◆ Assigned task
Going down the data below, set down exactly the line with "on either button" and each line after it through the line with "of PWM phase"; no other lines.

◆ Data for processing
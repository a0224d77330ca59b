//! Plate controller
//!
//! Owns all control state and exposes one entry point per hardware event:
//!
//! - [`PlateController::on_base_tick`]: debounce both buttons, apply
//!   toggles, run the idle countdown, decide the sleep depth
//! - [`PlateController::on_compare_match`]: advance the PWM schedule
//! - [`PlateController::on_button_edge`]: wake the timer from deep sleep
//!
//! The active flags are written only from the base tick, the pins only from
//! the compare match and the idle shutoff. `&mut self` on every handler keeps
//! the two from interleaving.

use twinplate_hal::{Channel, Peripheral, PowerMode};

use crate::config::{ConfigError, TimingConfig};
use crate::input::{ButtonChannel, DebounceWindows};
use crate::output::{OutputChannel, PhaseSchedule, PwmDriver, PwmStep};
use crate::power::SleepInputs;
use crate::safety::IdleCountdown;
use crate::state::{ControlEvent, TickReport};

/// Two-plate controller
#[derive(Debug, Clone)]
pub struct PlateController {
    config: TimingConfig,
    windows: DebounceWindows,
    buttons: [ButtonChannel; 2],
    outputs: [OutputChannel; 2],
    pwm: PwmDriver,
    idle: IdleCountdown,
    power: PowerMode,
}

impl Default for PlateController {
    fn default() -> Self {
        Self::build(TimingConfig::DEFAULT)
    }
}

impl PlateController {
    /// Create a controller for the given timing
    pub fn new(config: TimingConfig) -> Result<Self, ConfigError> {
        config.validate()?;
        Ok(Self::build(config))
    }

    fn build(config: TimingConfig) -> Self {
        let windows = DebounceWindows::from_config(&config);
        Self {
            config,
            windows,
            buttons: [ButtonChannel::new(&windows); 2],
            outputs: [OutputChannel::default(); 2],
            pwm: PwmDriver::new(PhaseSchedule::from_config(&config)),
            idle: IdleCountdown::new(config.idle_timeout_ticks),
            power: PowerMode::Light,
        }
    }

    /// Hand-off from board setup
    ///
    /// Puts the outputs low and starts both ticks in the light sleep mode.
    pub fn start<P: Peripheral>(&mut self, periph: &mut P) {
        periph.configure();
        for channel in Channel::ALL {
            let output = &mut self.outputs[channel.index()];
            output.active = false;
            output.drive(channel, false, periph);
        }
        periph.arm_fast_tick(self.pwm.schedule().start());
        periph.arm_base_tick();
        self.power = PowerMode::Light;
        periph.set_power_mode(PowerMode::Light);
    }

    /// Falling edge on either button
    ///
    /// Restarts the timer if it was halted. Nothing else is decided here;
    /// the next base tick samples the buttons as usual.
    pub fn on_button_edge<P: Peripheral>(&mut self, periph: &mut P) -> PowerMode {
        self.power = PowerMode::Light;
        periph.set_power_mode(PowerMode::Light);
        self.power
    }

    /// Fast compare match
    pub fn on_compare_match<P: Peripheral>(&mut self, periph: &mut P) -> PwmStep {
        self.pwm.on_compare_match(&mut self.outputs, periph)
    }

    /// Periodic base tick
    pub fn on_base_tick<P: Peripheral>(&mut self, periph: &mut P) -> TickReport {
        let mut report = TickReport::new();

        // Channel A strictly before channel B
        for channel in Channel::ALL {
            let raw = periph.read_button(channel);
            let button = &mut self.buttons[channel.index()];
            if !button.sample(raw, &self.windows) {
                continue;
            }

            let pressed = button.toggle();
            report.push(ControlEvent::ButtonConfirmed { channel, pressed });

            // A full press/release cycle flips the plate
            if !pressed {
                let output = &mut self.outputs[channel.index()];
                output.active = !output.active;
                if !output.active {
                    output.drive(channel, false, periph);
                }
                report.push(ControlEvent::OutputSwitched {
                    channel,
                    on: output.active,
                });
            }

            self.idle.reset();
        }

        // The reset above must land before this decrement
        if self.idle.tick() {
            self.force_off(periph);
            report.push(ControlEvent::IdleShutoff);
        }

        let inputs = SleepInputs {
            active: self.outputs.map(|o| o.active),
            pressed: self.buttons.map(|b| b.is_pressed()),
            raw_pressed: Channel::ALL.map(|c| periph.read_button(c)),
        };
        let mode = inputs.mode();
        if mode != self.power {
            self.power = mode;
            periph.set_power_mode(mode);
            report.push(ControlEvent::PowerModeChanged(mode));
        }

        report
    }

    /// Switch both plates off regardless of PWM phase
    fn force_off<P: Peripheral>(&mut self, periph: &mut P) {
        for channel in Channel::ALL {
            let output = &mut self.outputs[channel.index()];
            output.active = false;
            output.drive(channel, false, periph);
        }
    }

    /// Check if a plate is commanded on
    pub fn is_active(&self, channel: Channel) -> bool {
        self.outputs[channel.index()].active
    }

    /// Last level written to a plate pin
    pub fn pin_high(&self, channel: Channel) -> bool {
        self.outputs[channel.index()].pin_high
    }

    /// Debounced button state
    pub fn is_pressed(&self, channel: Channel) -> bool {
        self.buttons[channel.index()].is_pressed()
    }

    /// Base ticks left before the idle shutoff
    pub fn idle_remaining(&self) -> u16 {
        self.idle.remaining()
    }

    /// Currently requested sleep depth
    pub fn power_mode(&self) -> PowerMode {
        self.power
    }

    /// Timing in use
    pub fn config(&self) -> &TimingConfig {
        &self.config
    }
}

---

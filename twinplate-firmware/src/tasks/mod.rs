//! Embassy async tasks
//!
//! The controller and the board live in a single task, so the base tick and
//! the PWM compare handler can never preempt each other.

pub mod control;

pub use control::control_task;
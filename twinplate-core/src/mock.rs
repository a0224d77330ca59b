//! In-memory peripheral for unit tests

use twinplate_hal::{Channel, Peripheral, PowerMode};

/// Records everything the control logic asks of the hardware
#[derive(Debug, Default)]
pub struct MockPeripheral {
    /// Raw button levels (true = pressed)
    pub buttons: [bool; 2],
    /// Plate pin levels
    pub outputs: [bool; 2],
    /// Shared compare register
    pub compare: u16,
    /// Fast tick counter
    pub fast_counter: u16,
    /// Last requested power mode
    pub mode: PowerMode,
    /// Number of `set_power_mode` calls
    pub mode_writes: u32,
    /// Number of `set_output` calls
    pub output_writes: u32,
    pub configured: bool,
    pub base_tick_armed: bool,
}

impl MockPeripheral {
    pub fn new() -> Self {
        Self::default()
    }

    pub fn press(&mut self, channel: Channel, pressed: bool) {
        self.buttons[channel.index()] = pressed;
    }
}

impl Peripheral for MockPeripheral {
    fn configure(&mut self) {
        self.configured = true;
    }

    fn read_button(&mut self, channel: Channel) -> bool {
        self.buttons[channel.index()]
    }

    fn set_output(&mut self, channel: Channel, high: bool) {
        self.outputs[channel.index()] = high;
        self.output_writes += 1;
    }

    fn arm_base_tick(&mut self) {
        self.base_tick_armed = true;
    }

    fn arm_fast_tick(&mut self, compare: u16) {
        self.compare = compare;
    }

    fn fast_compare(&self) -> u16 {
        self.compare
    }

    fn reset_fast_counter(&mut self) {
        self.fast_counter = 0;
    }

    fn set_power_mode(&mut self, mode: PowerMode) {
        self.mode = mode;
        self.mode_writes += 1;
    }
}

◆ Reply
    /// Falling edge on either button
    ///
    /// Restarts the timer if it was halted. Nothing else is decided here;
    /// the next base tick samples the buttons as usual.
    pub fn on_button_edge<P: Peripheral>(&mut self, periph: &mut P) -> PowerMode {
        self.power = PowerMode::Light;
        periph.set_power_mode(PowerMode::Light);
        self.power
    }

    /// Fast compare match
    pub fn on_compare_match<P: Peripheral>(&mut self, periph: &mut P) -> PwmStep {
        self.pwm.on_compare_match(&mut self.outputs, periph)
    }

    /// Periodic base tick
    pub fn on_base_tick<P: Peripheral>(&mut self, periph: &mut P) -> TickReport {
        let mut report = TickReport::new();

        // Channel A strictly before channel B
        for channel in Channel::ALL {
            let raw = periph.read_button(channel);
            let button = &mut self.buttons[channel.index()];
            if !button.sample(raw, &self.windows) {
                continue;
            }

            let pressed = button.toggle();
            report.push(ControlEvent::ButtonConfirmed { channel, pressed });

            // A full press/release cycle flips the plate
            if !pressed {
                let output = &mut self.outputs[channel.index()];
                output.active = !output.active;
                if !output.active {
                    output.drive(channel, false, periph);
                }
                report.push(ControlEvent::OutputSwitched {
                    channel,
                    on: output.active,
                });
            }

            self.idle.reset();
        }

        // The reset above must land before this decrement
        if self.idle.tick() {
            self.force_off(periph);
            report.push(ControlEvent::IdleShutoff);
        }

        let inputs = SleepInputs {
            active: self.outputs.map(|o| o.active),
            pressed: self.buttons.map(|b| b.is_pressed()),
            raw_pressed: Channel::ALL.map(|c| periph.read_button(c)),
        };
        let mode = inputs.mode();
        if mode != self.power {
            self.power = mode;
            periph.set_power_mode(mode);
            report.push(ControlEvent::PowerModeChanged(mode));
        }

        report
    }

    /// Switch both plates off regardless of PWM phase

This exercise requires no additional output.